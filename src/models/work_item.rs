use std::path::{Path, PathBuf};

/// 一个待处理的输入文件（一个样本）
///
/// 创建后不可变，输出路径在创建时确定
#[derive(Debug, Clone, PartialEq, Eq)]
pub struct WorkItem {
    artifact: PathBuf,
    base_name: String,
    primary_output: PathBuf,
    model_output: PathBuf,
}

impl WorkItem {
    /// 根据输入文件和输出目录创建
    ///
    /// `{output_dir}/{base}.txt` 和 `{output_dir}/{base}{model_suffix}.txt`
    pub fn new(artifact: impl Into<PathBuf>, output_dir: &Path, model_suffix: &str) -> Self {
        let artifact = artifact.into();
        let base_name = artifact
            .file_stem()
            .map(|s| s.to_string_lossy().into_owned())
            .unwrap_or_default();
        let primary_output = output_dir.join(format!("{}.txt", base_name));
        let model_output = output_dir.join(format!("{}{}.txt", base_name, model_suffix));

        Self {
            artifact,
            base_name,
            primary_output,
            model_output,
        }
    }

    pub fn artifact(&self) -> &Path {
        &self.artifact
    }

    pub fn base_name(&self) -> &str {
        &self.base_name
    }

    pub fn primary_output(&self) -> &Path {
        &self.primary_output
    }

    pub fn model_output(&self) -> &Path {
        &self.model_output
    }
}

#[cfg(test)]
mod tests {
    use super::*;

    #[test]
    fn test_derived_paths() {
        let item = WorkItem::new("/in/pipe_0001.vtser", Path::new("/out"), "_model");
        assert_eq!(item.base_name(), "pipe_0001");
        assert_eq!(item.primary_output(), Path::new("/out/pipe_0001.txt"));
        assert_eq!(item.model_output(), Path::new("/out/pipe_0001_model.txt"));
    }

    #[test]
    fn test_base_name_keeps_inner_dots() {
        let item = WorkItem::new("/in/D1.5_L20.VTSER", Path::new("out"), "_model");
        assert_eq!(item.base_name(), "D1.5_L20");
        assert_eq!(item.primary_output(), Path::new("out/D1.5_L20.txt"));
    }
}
+ + +
PROMPT.
If a line of the entries above includes the word "PathBuf", count it; then state the total and nothing else.

YOUR RESPONSE.
5